Clinical characteristics of new‐onset diabetes after liver transplantation and outcomes
Shingo Shimada, Katsunori Miyake, Deepak Venkat, Humberto Gonzalez, Dilip Moonka, Atsushi Yoshida, Marwan Abouljoud, Shunji Nagai

TL;DR
New-onset diabetes after liver transplant is linked to worse outcomes and is associated with higher tacrolimus levels and early rejection.
Contribution
Identifies new-onset diabetes after liver transplantation as a risk factor for poor outcomes and links it to tacrolimus levels and early rejection.
Findings
NODAT patients had higher tacrolimus levels and longer corticosteroid use compared to non-diabetic patients.
NODAT was associated with worse 3-year graft and patient survival compared to non-diabetic patients.

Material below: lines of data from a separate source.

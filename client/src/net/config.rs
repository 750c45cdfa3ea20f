//! Login widget configuration.
//!
//! The host server reads it from the environment and publishes every setting
//! in `<meta>` tags; the hydrated client reads those tags back.

#[cfg(test)]
#[path = "config_test.rs"]
mod config_test;

use serde_json::{Value, json};

pub const DEFAULT_BOT_ID: i64 = 8_016_901_412;
pub const DEFAULT_BOT_NAME: &str = "betsson_test_bot";
pub const DEFAULT_CORNER_RADIUS: u32 = 20;

/// Environment key and the `<meta name=..>` that carries it in the SSR shell.
pub const META_KEYS: [(&str, &str); 6] = [
    ("TELEGRAM_BOT_ID", "telegram-bot-id"),
    ("TELEGRAM_BOT_NAME", "telegram-bot-name"),
    ("TELEGRAM_CORNER_RADIUS", "telegram-corner-radius"),
    ("TELEGRAM_REQUEST_WRITE", "telegram-request-write"),
    ("TELEGRAM_BUTTON_SIZE", "telegram-button-size"),
    ("TELEGRAM_USE_PIC", "telegram-use-pic"),
];

/// Rendered size of the Telegram login button.
#[derive(Clone, Copy, Debug, Default, PartialEq, Eq)]
pub enum ButtonSize {
    #[default]
    Large,
    Medium,
    Small,
}

impl ButtonSize {
    #[must_use]
    pub fn as_str(self) -> &'static str {
        match self {
            Self::Large => "large",
            Self::Medium => "medium",
            Self::Small => "small",
        }
    }

    /// Parse `large`/`medium`/`small`, case-insensitively.
    #[must_use]
    pub fn parse(raw: &str) -> Option<Self> {
        match raw.trim().to_ascii_lowercase().as_str() {
            "large" => Some(Self::Large),
            "medium" => Some(Self::Medium),
            "small" => Some(Self::Small),
            _ => None,
        }
    }
}

/// Extra permission requested from the user at login.
#[derive(Clone, Copy, Debug, PartialEq, Eq)]
pub enum RequestAccess {
    /// Allow the bot to send the user messages.
    Write,
}

/// Options handed to `Telegram.Login.auth`.
#[derive(Clone, Debug, PartialEq, Eq)]
pub struct WidgetConfig {
    pub bot_id: i64,
    pub bot_name: String,
    pub corner_radius: u32,
    pub request_access: Option<RequestAccess>,
    pub button_size: ButtonSize,
    pub use_pic: bool,
}

impl Default for WidgetConfig {
    fn default() -> Self {
        Self {
            bot_id: DEFAULT_BOT_ID,
            bot_name: DEFAULT_BOT_NAME.to_owned(),
            corner_radius: DEFAULT_CORNER_RADIUS,
            request_access: None,
            button_size: ButtonSize::Large,
            use_pic: true,
        }
    }
}

impl WidgetConfig {
    /// Build config from environment variables, defaulting anything missing
    /// or unparsable.
    ///
    /// - `TELEGRAM_BOT_ID`
    /// - `TELEGRAM_BOT_NAME`
    /// - `TELEGRAM_CORNER_RADIUS`
    /// - `TELEGRAM_REQUEST_WRITE`: truthy to request write access
    /// - `TELEGRAM_BUTTON_SIZE`: `large`, `medium`, or `small`
    /// - `TELEGRAM_USE_PIC`: falsy to hide the user photo
    #[must_use]
    pub fn from_env() -> Self {
        Self::from_lookup(|key| std::env::var(key).ok())
    }

    /// Build config from an arbitrary key lookup.
    pub fn from_lookup(lookup: impl Fn(&str) -> Option<String>) -> Self {
        let defaults = Self::default();
        let bot_id = lookup("TELEGRAM_BOT_ID")
            .and_then(|v| v.trim().parse::<i64>().ok())
            .unwrap_or(defaults.bot_id);
        let bot_name = lookup("TELEGRAM_BOT_NAME")
            .map(|v| v.trim().to_owned())
            .filter(|v| !v.is_empty())
            .unwrap_or(defaults.bot_name);
        let corner_radius = lookup("TELEGRAM_CORNER_RADIUS")
            .and_then(|v| v.trim().parse::<u32>().ok())
            .unwrap_or(defaults.corner_radius);
        let request_access = match lookup("TELEGRAM_REQUEST_WRITE").as_deref().and_then(parse_bool) {
            Some(true) => Some(RequestAccess::Write),
            _ => defaults.request_access,
        };
        let button_size = lookup("TELEGRAM_BUTTON_SIZE")
            .as_deref()
            .and_then(ButtonSize::parse)
            .unwrap_or(defaults.button_size);
        let use_pic = lookup("TELEGRAM_USE_PIC")
            .as_deref()
            .and_then(parse_bool)
            .unwrap_or(defaults.use_pic);

        Self { bot_id, bot_name, corner_radius, request_access, button_size, use_pic }
    }

    /// Build config from `<meta>` contents keyed by tag name.
    pub fn from_meta(meta: impl Fn(&str) -> Option<String>) -> Self {
        Self::from_lookup(|key| {
            META_KEYS
                .iter()
                .find(|(env_key, _)| *env_key == key)
                .and_then(|(_, name)| meta(name))
        })
    }

    /// `(meta name, content)` pairs for the SSR shell, in the format
    /// [`WidgetConfig::from_meta`] reads back.
    #[must_use]
    pub fn meta_tags(&self) -> Vec<(&'static str, String)> {
        let values = [
            self.bot_id.to_string(),
            self.bot_name.clone(),
            self.corner_radius.to_string(),
            (self.request_access == Some(RequestAccess::Write)).to_string(),
            self.button_size.as_str().to_owned(),
            self.use_pic.to_string(),
        ];
        META_KEYS.iter().map(|(_, name)| *name).zip(values).collect()
    }

    /// Read the settings the SSR shell published in `<meta>` tags.
    ///
    /// Falls back to defaults outside the browser or when tags are missing.
    #[must_use]
    pub fn from_page() -> Self {
        #[cfg(feature = "hydrate")]
        {
            Self::from_meta(|name| {
                let document = web_sys::window()?.document()?;
                let selector = format!("meta[name=\"{name}\"]");
                document.query_selector(&selector).ok()??.get_attribute("content")
            })
        }
        #[cfg(not(feature = "hydrate"))]
        {
            Self::default()
        }
    }

    /// JSON options object for `Telegram.Login.auth`.
    #[must_use]
    pub fn auth_options(&self) -> Value {
        let request_access = match self.request_access {
            Some(RequestAccess::Write) => json!("write"),
            None => json!(false),
        };
        json!({
            "bot_id": self.bot_id,
            "bot_name": self.bot_name,
            "request_access": request_access,
            "button_size": self.button_size.as_str(),
            "radius": self.corner_radius,
            "usePic": self.use_pic,
        })
    }
}

fn parse_bool(raw: &str) -> Option<bool> {
    match raw.trim().to_ascii_lowercase().as_str() {
        "1" | "true" | "yes" | "on" => Some(true),
        "0" | "false" | "no" | "off" => Some(false),
        _ => None,
    }
}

Cardiovascular and pulmonary complications were more common in NODAT compared to non-diabetic patients.
Abstract
We aimed to identify the characteristics of new‐onset diabetes after liver transplantation (LT) (NODAT) and investigate its impacts on post‐transplant outcomes. Adult LT patients between 2014 and 2020 who used tacrolimus as initial immunosuppression and survived 3 months at least were evaluated. Patients who developed NODAT within 3 months after LT were classified as NODAT group. Also, patients were further classified as history of diabetes before LT (PHDBT) and non‐diabetes (ND) groups. Patient characteristics, post‐LT outcomes, and cardiovascular and/or pulmonary complications were compared. A total of 83, 225, and 263 patients were classified into NODAT, PHDBT, and ND groups. The proportion of cholestatic liver disease and rejection within 90 days were higher in NODAT group. Mean serum tacrolimus concentration trough level in the first week after LT was 7.12, 6.12, and 6.12 ng/mL…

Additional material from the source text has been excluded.